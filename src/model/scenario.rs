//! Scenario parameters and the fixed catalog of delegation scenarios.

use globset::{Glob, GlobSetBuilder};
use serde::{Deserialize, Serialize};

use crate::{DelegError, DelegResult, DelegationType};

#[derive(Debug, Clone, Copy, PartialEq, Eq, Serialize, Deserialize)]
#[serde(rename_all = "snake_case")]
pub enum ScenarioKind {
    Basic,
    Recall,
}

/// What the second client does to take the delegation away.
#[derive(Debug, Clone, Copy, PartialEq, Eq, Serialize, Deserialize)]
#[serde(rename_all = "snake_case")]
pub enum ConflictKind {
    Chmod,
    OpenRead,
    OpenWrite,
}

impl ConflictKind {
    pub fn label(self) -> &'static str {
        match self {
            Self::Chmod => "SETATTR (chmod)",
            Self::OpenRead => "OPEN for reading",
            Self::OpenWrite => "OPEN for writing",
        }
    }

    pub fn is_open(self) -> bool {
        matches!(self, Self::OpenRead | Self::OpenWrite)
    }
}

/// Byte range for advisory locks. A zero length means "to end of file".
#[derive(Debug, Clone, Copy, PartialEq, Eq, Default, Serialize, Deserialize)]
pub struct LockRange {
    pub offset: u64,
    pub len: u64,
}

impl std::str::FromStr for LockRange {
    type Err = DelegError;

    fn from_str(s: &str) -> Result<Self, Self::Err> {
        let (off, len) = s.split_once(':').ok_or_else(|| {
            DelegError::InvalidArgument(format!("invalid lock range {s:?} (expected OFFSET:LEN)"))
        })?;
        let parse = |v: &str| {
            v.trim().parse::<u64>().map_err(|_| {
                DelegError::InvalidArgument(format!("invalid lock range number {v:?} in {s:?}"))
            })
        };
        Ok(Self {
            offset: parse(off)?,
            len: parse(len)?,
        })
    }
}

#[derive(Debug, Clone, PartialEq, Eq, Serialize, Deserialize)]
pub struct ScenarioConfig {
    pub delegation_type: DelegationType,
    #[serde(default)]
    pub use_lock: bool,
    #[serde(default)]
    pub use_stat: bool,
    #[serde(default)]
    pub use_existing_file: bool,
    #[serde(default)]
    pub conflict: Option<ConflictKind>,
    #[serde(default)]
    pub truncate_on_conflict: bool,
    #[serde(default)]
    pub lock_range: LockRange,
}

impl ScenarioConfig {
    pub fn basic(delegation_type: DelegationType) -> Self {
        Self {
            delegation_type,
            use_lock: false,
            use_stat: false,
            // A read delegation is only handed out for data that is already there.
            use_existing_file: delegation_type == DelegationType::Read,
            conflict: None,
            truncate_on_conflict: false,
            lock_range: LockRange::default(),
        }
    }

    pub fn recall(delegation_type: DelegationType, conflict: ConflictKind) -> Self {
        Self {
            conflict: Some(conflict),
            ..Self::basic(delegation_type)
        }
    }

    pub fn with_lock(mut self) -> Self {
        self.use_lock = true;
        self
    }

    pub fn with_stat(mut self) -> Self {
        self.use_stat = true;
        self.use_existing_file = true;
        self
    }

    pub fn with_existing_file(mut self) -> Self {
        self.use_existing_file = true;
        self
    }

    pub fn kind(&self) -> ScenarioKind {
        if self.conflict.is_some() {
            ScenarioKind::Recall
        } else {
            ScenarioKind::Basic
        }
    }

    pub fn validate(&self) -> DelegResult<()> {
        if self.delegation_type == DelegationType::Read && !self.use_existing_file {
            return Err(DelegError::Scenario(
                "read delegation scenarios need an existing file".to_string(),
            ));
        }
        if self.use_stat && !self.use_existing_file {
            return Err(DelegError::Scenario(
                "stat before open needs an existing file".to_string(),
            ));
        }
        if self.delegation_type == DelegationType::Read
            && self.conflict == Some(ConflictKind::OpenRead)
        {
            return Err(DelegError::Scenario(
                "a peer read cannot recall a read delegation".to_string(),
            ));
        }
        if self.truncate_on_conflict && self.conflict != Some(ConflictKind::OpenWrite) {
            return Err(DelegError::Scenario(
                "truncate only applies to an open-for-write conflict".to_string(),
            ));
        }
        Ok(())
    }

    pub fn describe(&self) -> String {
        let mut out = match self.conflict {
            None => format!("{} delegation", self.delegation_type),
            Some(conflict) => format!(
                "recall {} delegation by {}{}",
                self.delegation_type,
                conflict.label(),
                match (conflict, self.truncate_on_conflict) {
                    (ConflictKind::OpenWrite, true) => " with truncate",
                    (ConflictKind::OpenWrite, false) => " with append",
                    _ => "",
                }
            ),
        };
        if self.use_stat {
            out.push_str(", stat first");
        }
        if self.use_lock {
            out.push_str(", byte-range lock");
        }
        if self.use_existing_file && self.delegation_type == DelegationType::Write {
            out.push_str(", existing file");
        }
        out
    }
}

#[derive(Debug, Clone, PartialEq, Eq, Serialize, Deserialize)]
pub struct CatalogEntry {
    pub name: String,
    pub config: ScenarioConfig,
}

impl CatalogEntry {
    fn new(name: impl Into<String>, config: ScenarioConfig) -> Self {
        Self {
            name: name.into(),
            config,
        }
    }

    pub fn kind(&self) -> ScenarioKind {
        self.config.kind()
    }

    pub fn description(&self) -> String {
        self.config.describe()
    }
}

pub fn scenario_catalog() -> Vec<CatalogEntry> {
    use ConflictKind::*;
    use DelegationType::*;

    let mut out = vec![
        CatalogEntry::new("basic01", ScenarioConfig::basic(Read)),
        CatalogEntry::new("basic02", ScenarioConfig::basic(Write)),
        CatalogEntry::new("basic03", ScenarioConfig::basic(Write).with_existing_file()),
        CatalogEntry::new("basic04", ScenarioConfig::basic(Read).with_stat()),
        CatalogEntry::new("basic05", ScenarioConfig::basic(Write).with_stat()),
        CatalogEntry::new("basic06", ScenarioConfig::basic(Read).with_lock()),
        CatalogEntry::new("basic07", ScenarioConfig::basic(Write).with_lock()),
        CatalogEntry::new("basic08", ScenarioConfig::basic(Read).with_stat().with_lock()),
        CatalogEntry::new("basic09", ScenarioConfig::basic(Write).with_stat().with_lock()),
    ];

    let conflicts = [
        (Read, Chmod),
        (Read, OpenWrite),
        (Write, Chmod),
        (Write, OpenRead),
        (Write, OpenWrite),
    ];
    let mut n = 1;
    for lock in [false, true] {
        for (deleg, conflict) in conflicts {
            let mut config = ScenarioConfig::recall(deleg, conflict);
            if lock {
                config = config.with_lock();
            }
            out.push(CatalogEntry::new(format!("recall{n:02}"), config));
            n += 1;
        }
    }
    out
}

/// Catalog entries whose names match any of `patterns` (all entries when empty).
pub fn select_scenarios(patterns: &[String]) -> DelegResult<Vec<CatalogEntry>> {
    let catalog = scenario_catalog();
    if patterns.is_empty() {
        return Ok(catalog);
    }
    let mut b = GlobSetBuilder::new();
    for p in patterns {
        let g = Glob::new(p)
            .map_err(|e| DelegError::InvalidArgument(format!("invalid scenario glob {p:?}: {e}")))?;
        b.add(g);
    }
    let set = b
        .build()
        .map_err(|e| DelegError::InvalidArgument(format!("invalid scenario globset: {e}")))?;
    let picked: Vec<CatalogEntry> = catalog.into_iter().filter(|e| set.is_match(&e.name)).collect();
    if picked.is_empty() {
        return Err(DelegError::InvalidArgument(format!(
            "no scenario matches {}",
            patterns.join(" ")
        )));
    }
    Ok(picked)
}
-*-*-
#### Exercise objective
Please show the lines of the material that contain the string "enum".

#### Result
pub enum ScenarioKind {
pub enum ConflictKind {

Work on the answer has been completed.